[Data records]
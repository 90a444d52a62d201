use crate::error::MarketDataError;
use chrono::NaiveDate;
use core_types::{InstrumentId, PricePoint, PriceSeries};
use rust_decimal::Decimal;
use std::collections::{BTreeMap, HashMap};
use std::path::Path;

/// The on-disk shape of a price document: `{ "2024-01-02": { "TCS.NS": 3500.5, ... } }`.
type PriceDocument = BTreeMap<NaiveDate, HashMap<String, Decimal>>;

/// Reads a JSON price document from disk. See [`parse_price_document`].
pub fn load_price_file(
    path: impl AsRef<Path>,
    basket: &[InstrumentId],
) -> Result<Vec<PriceSeries>, MarketDataError> {
    let path = path.as_ref();
    tracing::info!(path = %path.display(), "Loading price document.");
    let contents = std::fs::read_to_string(path)?;
    parse_price_document(&contents, basket)
}

/// Parses a price document into one `PriceSeries` per basket instrument.
///
/// Dates come out ascending and the series follow the basket order. Every basket
/// instrument must be quoted on every date; instruments outside the basket are
/// ignored.
pub fn parse_price_document(
    json: &str,
    basket: &[InstrumentId],
) -> Result<Vec<PriceSeries>, MarketDataError> {
    let document: PriceDocument = serde_json::from_str(json)?;
    if document.is_empty() {
        return Err(MarketDataError::Empty);
    }

    let mut series: Vec<PriceSeries> = basket
        .iter()
        .map(|instrument| PriceSeries::new(instrument.clone(), Vec::with_capacity(document.len())))
        .collect();

    for (date, quotes) in &document {
        for s in &mut series {
            let close = quotes.get(s.instrument.as_str()).copied().ok_or_else(|| {
                MarketDataError::MissingQuote {
                    date: *date,
                    instrument: s.instrument.clone(),
                }
            })?;
            s.points.push(PricePoint { date: *date, close });
        }
    }

    tracing::debug!(
        instruments = series.len(),
        dates = document.len(),
        "Parsed price document."
    );

    Ok(series)
}
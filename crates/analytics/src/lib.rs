//! # Eigentrend Analytics Engine
//!
//! This crate turns the price history of a basket of instruments into a
//! principal component analysis of their daily returns: the dominant common
//! trend and each instrument's contribution to it.
//!
//! ## Architectural Principles
//!
//! - **Pure Logic:** No I/O. Prices come in as `PriceSeries`, a `PcaReport` goes out.
//! - **Stateless Calculation:** The `PcaEngine` only holds configuration. Each call
//!   builds fresh matrices, so one engine can be shared across threads.
//!
//! ## Public API
//!
//! - `PcaEngine`: returns → covariance → Jacobi eigensolver → interpretation.
//! - `PcaInterpreter`: sorts eigenpairs and derives variance explained and the
//!   main trend instrument.
//! - `PcaReport` / `PcaResult` / `PrincipalComponent`: the outputs.
//! - `PcaError`: the failures surfaced at the pipeline boundary.

// Declare the modules that constitute this crate.
pub mod engine;
pub mod error;
pub mod interpreter;
pub mod report;

// Re-export the key components to create a clean, public-facing API.
pub use engine::PcaEngine;
pub use error::PcaError;
pub use interpreter::PcaInterpreter;
pub use report::{InstrumentReturn, PcaReport, PcaResult, PrincipalComponent};
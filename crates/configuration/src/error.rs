use thiserror::Error;

#[derive(Error, Debug)]
pub enum ConfigError {
    #[error("Failed to load configuration from file: {0}")]
    LoadError(#[from] config::ConfigError),

    #[error("Configuration validation error: {0}")]
    ValidationError(String),

    #[error("Failed to initialize logging: {0}")]
    LoggingError(String),
}
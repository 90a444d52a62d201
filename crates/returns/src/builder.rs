use crate::error::ReturnsError;
use chrono::NaiveDate;
use core_types::{InstrumentId, PricePoint, PriceSeries, ReturnSeries, ReturnTable};
use rust_decimal::Decimal;
use rust_decimal::prelude::ToPrimitive;

/// An inclusive range of trading dates.
#[derive(Debug, Clone, Copy, PartialEq, Eq)]
pub struct DateWindow {
    start: NaiveDate,
    end: NaiveDate,
}

impl DateWindow {
    /// Creates a window. The start date must be strictly before the end date.
    pub fn new(start: NaiveDate, end: NaiveDate) -> Result<Self, ReturnsError> {
        if start >= end {
            return Err(ReturnsError::InvalidWindow { start, end });
        }
        Ok(Self { start, end })
    }

    pub fn start(&self) -> NaiveDate {
        self.start
    }

    pub fn end(&self) -> NaiveDate {
        self.end
    }

    pub fn contains(&self, date: NaiveDate) -> bool {
        self.start <= date && date <= self.end
    }
}

/// Converts aligned price series into simple daily return series.
#[derive(Debug, Clone, Default)]
pub struct ReturnSeriesBuilder {
    window: Option<DateWindow>,
}

impl ReturnSeriesBuilder {
    pub fn new() -> Self {
        Self::default()
    }

    /// Restricts the computation to observations inside `window`.
    pub fn with_window(mut self, window: DateWindow) -> Self {
        self.window = Some(window);
        self
    }

    pub fn window(&self) -> Option<DateWindow> {
        self.window
    }

    /// Builds `r[t] = (p[t] - p[t-1]) / p[t-1]` for every instrument.
    ///
    /// All series must share the same ordered dates (after windowing), hold at
    /// least two observations, and contain only positive prices.
    pub fn build(&self, prices: &[PriceSeries]) -> Result<ReturnTable, ReturnsError> {
        if prices.is_empty() {
            return Err(ReturnsError::EmptyBasket);
        }

        let windowed: Vec<(&InstrumentId, Vec<PricePoint>)> = prices
            .iter()
            .map(|s| (&s.instrument, self.select(&s.points)))
            .collect();

        for (instrument, points) in &windowed {
            if points.len() < 2 {
                return Err(ReturnsError::InsufficientData {
                    instrument: (*instrument).clone(),
                    observations: points.len(),
                });
            }
            check_increasing(instrument, points)?;
        }

        let (_, reference) = &windowed[0];
        for (instrument, points) in windowed.iter().skip(1) {
            if points.len() != reference.len() {
                return Err(ReturnsError::LengthMismatch {
                    instrument: (*instrument).clone(),
                    expected: reference.len(),
                    actual: points.len(),
                });
            }
            if let Some(index) = points
                .iter()
                .zip(reference)
                .position(|(a, b)| a.date != b.date)
            {
                return Err(ReturnsError::DateMismatch {
                    instrument: (*instrument).clone(),
                    index,
                });
            }
        }

        let series = windowed
            .iter()
            .map(|(instrument, points)| simple_returns(instrument, points))
            .collect::<Result<Vec<_>, _>>()?;

        let dates: Vec<NaiveDate> = reference.iter().skip(1).map(|p| p.date).collect();

        tracing::debug!(
            instruments = series.len(),
            periods = dates.len(),
            "Built return series."
        );

        Ok(ReturnTable { dates, series })
    }

    fn select(&self, points: &[PricePoint]) -> Vec<PricePoint> {
        match &self.window {
            Some(window) => points
                .iter()
                .filter(|p| window.contains(p.date))
                .copied()
                .collect(),
            None => points.to_vec(),
        }
    }
}

fn check_increasing(instrument: &InstrumentId, points: &[PricePoint]) -> Result<(), ReturnsError> {
    match points.windows(2).position(|w| w[1].date <= w[0].date) {
        Some(index) => Err(ReturnsError::UnorderedDates {
            instrument: instrument.clone(),
            index: index + 1,
        }),
        None => Ok(()),
    }
}

fn to_price(instrument: &InstrumentId, point: &PricePoint) -> Result<f64, ReturnsError> {
    let invalid = || ReturnsError::InvalidPrice {
        instrument: instrument.clone(),
        date: point.date,
        price: point.close,
    };

    if point.close <= Decimal::ZERO {
        return Err(invalid());
    }
    point
        .close
        .to_f64()
        .filter(|p| p.is_finite() && *p > 0.0)
        .ok_or_else(invalid)
}

fn simple_returns(instrument: &InstrumentId, points: &[PricePoint]) -> Result<ReturnSeries, ReturnsError> {
    let prices = points
        .iter()
        .map(|p| to_price(instrument, p))
        .collect::<Result<Vec<_>, _>>()?;

    let mut returns = Vec::with_capacity(prices.len() - 1);
    for (t, w) in prices.windows(2).enumerate() {
        let r = (w[1] - w[0]) / w[0];
        if !r.is_finite() {
            return Err(ReturnsError::NonFiniteReturn {
                instrument: instrument.clone(),
                date: points[t + 1].date,
            });
        }
        returns.push(r);
    }

    Ok(ReturnSeries::new(instrument.clone(), returns))
}

#[cfg(test)]
mod tests {
    use super::*;
    use approx::assert_relative_eq;
    use rust_decimal_macros::dec;

    fn day(d: u32) -> NaiveDate {
        NaiveDate::from_ymd_opt(2024, 3, d).unwrap()
    }

    fn series(symbol: &str, closes: &[Decimal]) -> PriceSeries {
        let points = closes
            .iter()
            .enumerate()
            .map(|(i, &close)| PricePoint {
                date: day(i as u32 + 1),
                close,
            })
            .collect();
        PriceSeries::new(symbol, points)
    }

    #[test]
    fn computes_simple_returns() {
        let prices = vec![series("TCS.NS", &[dec!(100), dec!(110), dec!(99)])];
        let table = ReturnSeriesBuilder::new().build(&prices).unwrap();

        assert_eq!(table.dates, vec![day(2), day(3)]);
        assert_relative_eq!(table.series[0].returns[0], 0.1, epsilon = 1e-12);
        assert_relative_eq!(table.series[0].returns[1], -0.1, epsilon = 1e-12);
    }

    #[test]
    fn rejects_single_observation() {
        let prices = vec![series("ITC.NS", &[dec!(400)])];
        let err = ReturnSeriesBuilder::new().build(&prices).unwrap_err();
        assert_eq!(
            err,
            ReturnsError::InsufficientData {
                instrument: "ITC.NS".into(),
                observations: 1
            }
        );
    }

    #[test]
    fn rejects_mismatched_lengths() {
        let prices = vec![
            series("A", &[dec!(1), dec!(2), dec!(3)]),
            series("B", &[dec!(1), dec!(2)]),
        ];
        let err = ReturnSeriesBuilder::new().build(&prices).unwrap_err();
        assert!(matches!(err, ReturnsError::LengthMismatch { expected: 3, actual: 2, .. }));
    }

    #[test]
    fn rejects_misaligned_dates() {
        let mut b = series("B", &[dec!(1), dec!(2)]);
        b.points[1].date = day(5);
        let prices = vec![series("A", &[dec!(1), dec!(2)]), b];
        let err = ReturnSeriesBuilder::new().build(&prices).unwrap_err();
        assert!(matches!(err, ReturnsError::DateMismatch { index: 1, .. }));
    }

    #[test]
    fn rejects_zero_and_negative_prices() {
        let zero = vec![series("A", &[dec!(10), dec!(0), dec!(5)])];
        assert!(matches!(
            ReturnSeriesBuilder::new().build(&zero),
            Err(ReturnsError::InvalidPrice { .. })
        ));

        let negative = vec![series("A", &[dec!(-1), dec!(5)])];
        assert!(matches!(
            ReturnSeriesBuilder::new().build(&negative),
            Err(ReturnsError::InvalidPrice { .. })
        ));
    }

    #[test]
    fn rejects_unordered_dates() {
        let mut a = series("A", &[dec!(1), dec!(2), dec!(3)]);
        a.points.swap(1, 2);
        let err = ReturnSeriesBuilder::new().build(&[a]).unwrap_err();
        assert!(matches!(err, ReturnsError::UnorderedDates { index: 2, .. }));
    }

    #[test]
    fn window_selects_inclusive_range() {
        let prices = vec![series("A", &[dec!(10), dec!(11), dec!(12), dec!(13), dec!(14)])];
        let window = DateWindow::new(day(2), day(4)).unwrap();
        let table = ReturnSeriesBuilder::new().with_window(window).build(&prices).unwrap();

        assert_eq!(table.dates, vec![day(3), day(4)]);
        assert_relative_eq!(table.series[0].returns[0], 1.0 / 11.0, epsilon = 1e-12);
    }

    #[test]
    fn window_with_one_observation_is_insufficient() {
        let prices = vec![series("A", &[dec!(10), dec!(11), dec!(12)])];
        let window = DateWindow::new(day(3), day(20)).unwrap();
        let err = ReturnSeriesBuilder::new().with_window(window).build(&prices).unwrap_err();
        assert!(matches!(err, ReturnsError::InsufficientData { observations: 1, .. }));
    }

    #[test]
    fn window_start_must_precede_end() {
        assert!(matches!(
            DateWindow::new(day(4), day(4)),
            Err(ReturnsError::InvalidWindow { .. })
        ));
    }

    #[test]
    fn empty_basket_is_rejected() {
        assert_eq!(
            ReturnSeriesBuilder::new().build(&[]).unwrap_err(),
            ReturnsError::EmptyBasket
        );
    }
}
//! # Eigentrend Eigensolver
//!
//! A self-contained Jacobi eigenvalue solver for small, dense, real symmetric
//! matrices such as the covariance matrix of a handful of instruments.
//!
//! The solver works on a private copy of its input and reports whether it
//! converged or stopped at its sweep cap via `ConvergenceStatus`; reaching the
//! cap degrades the result but never fails the call.

pub mod error;
pub mod jacobi;

pub use error::SolverError;
pub use jacobi::{
    ConvergenceStatus, DEFAULT_MAX_SWEEPS, DEFAULT_TOLERANCE, EigenDecomposition,
    JacobiEigensolver, SolverSettings,
};
use covariance::CovarianceError;
use eigensolver::SolverError;
use returns::ReturnsError;
use thiserror::Error;

/// Failures surfaced at the boundary of the PCA pipeline.
///
/// Reaching the solver's sweep cap is deliberately absent: it degrades the
/// result and is reported through `PcaResult::convergence` instead.
#[derive(Error, Debug, Clone, PartialEq)]
pub enum PcaError {
    #[error("Insufficient data: {0}")]
    InsufficientData(#[from] ReturnsError),

    #[error("Degenerate sample: {0}")]
    DegenerateSample(String),

    #[error("Eigen decomposition failed: {0}")]
    Solver(SolverError),

    #[error("Failed to interpret decomposition: {0}")]
    Interpretation(String),
}

impl From<CovarianceError> for PcaError {
    fn from(error: CovarianceError) -> Self {
        PcaError::DegenerateSample(error.to_string())
    }
}

impl From<SolverError> for PcaError {
    fn from(error: SolverError) -> Self {
        match error {
            SolverError::NonFinite { .. } => PcaError::DegenerateSample(error.to_string()),
            other => PcaError::Solver(other),
        }
    }
}
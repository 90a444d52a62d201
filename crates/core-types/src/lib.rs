pub mod enums;
pub mod error;
pub mod matrix;
pub mod structs;

// Re-export the core types to provide a clean public API.
pub use enums::DominanceRule;
pub use error::CoreError;
pub use matrix::{LabeledMatrix, Matrix};
pub use structs::{InstrumentId, PricePoint, PriceSeries, ReturnSeries, ReturnTable};
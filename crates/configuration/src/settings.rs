use crate::error::ConfigError;
use core_types::{DominanceRule, InstrumentId};
use serde::Deserialize;
use std::collections::HashSet;
use std::path::PathBuf;

/// The root configuration structure for the entire application.
///
/// Every section is optional in the file; omitted sections fall back to their
/// `Default` implementation.
#[derive(Debug, Clone, Default, Deserialize)]
#[serde(default)]
pub struct Config {
    pub basket: Basket,
    pub solver: SolverConfig,
    pub analysis: AnalysisConfig,
    pub report: ReportConfig,
    pub logging: LoggingConfig,
}

/// The ordered list of instruments to analyze.
///
/// This order becomes the row/column order of every matrix in the report.
#[derive(Debug, Clone, Deserialize)]
pub struct Basket {
    pub instruments: Vec<InstrumentId>,
}

/// Iteration limits for the Jacobi eigensolver.
#[derive(Debug, Clone, Deserialize)]
#[serde(default)]
pub struct SolverConfig {
    /// Maximum number of pivot rotations before returning a best-effort result.
    pub max_sweeps: usize,
    /// Convergence threshold on the largest off-diagonal magnitude.
    pub tolerance: f64,
}

/// Parameters for interpreting the decomposition.
#[derive(Debug, Clone, Default, Deserialize)]
#[serde(default)]
pub struct AnalysisConfig {
    /// How the main trend instrument is picked from the leading eigenvector.
    pub dominance: DominanceRule,
}

/// How the CLI renders the analysis.
#[derive(Debug, Clone, Default, Deserialize)]
#[serde(default)]
pub struct ReportConfig {
    pub format: OutputFormat,
    /// Also print the correlation matrix.
    pub show_correlation: bool,
}

#[derive(Debug, Clone, Copy, PartialEq, Eq, Default, Deserialize)]
#[serde(rename_all = "lowercase")]
#[cfg_attr(feature = "clap", derive(clap::ValueEnum))]
pub enum OutputFormat {
    #[default]
    Table,
    Json,
}

/// Logging destination and default verbosity. `RUST_LOG` overrides `level`.
#[derive(Debug, Clone, Deserialize)]
#[serde(default)]
pub struct LoggingConfig {
    pub level: String,
    /// When set, logs go to a daily rolling file in this directory instead of stderr.
    pub directory: Option<PathBuf>,
    pub file_prefix: String,
}

// --- Default Implementations ---
// These allow a user to omit any section from their toml and still have it
// work with sensible defaults.

impl Default for Basket {
    fn default() -> Self {
        Self {
            instruments: ["RELIANCE.NS", "TCS.NS", "INFY.NS", "HDFCBANK.NS", "ITC.NS"]
                .into_iter()
                .map(InstrumentId::from)
                .collect(),
        }
    }
}

impl Default for SolverConfig {
    fn default() -> Self {
        Self {
            max_sweeps: 50,
            tolerance: 1e-10,
        }
    }
}

impl Default for LoggingConfig {
    fn default() -> Self {
        Self {
            level: "info".to_string(),
            directory: None,
            file_prefix: "eigentrend.log".to_string(),
        }
    }
}

impl Config {
    /// Checks invariants that the type system cannot express.
    pub fn validate(&self) -> Result<(), ConfigError> {
        if self.basket.instruments.is_empty() {
            return Err(ConfigError::ValidationError(
                "basket.instruments must list at least one instrument".to_string(),
            ));
        }

        let mut seen = HashSet::new();
        for instrument in &self.basket.instruments {
            if !seen.insert(instrument) {
                return Err(ConfigError::ValidationError(format!(
                    "basket.instruments lists {} more than once",
                    instrument
                )));
            }
        }

        if self.solver.max_sweeps == 0 {
            return Err(ConfigError::ValidationError(
                "solver.max_sweeps must be at least 1".to_string(),
            ));
        }
        if !self.solver.tolerance.is_finite() || self.solver.tolerance <= 0.0 {
            return Err(ConfigError::ValidationError(format!(
                "solver.tolerance must be a positive number, got {}",
                self.solver.tolerance
            )));
        }

        Ok(())
    }
}
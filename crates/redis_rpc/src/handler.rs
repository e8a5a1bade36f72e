use async_trait::async_trait;
use serde_json::Value;
use tokio_util::sync::CancellationToken;

use crate::error::RpcError;

/// Contract between [`RpcServer`](crate::RpcServer) and user code.
///
/// One handler may claim several method names; the server routes each
/// inbound request to the handler claiming its method, matched
/// case-insensitively. How `params` is destructured is entirely the
/// handler's choice.
#[async_trait]
pub trait Handler: Send + Sync {
    /// Method names this handler serves.
    fn supported_methods(&self) -> Vec<String>;

    /// Handles one invocation.
    ///
    /// `params` is the decoded parameter value (JSON null when the request
    /// carried none). `cancel` fires when the server's per-request deadline
    /// expires or the server shuts down; long-running handlers should
    /// observe it. The returned value must be JSON-serializable.
    async fn handle(
        &self,
        method: &str,
        params: Value,
        cancel: CancellationToken,
    ) -> Result<Value, RpcError>;
}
[/Data records]
▸ What is needed:
Repeat exactly the lines above, starting with the first line of the records and finishing with the line holding "The on-disk shape". Add no other line.

▸ Solution for this exercise:
repository 90a444d52a62d201
use crate::error::MarketDataError;
use chrono::NaiveDate;
use core_types::{InstrumentId, PricePoint, PriceSeries};
use rust_decimal::Decimal;
use std::collections::{BTreeMap, HashMap};
use std::path::Path;

/// The on-disk shape of a price document: `{ "2024-01-02": { "TCS.NS": 3500.5, ... } }`.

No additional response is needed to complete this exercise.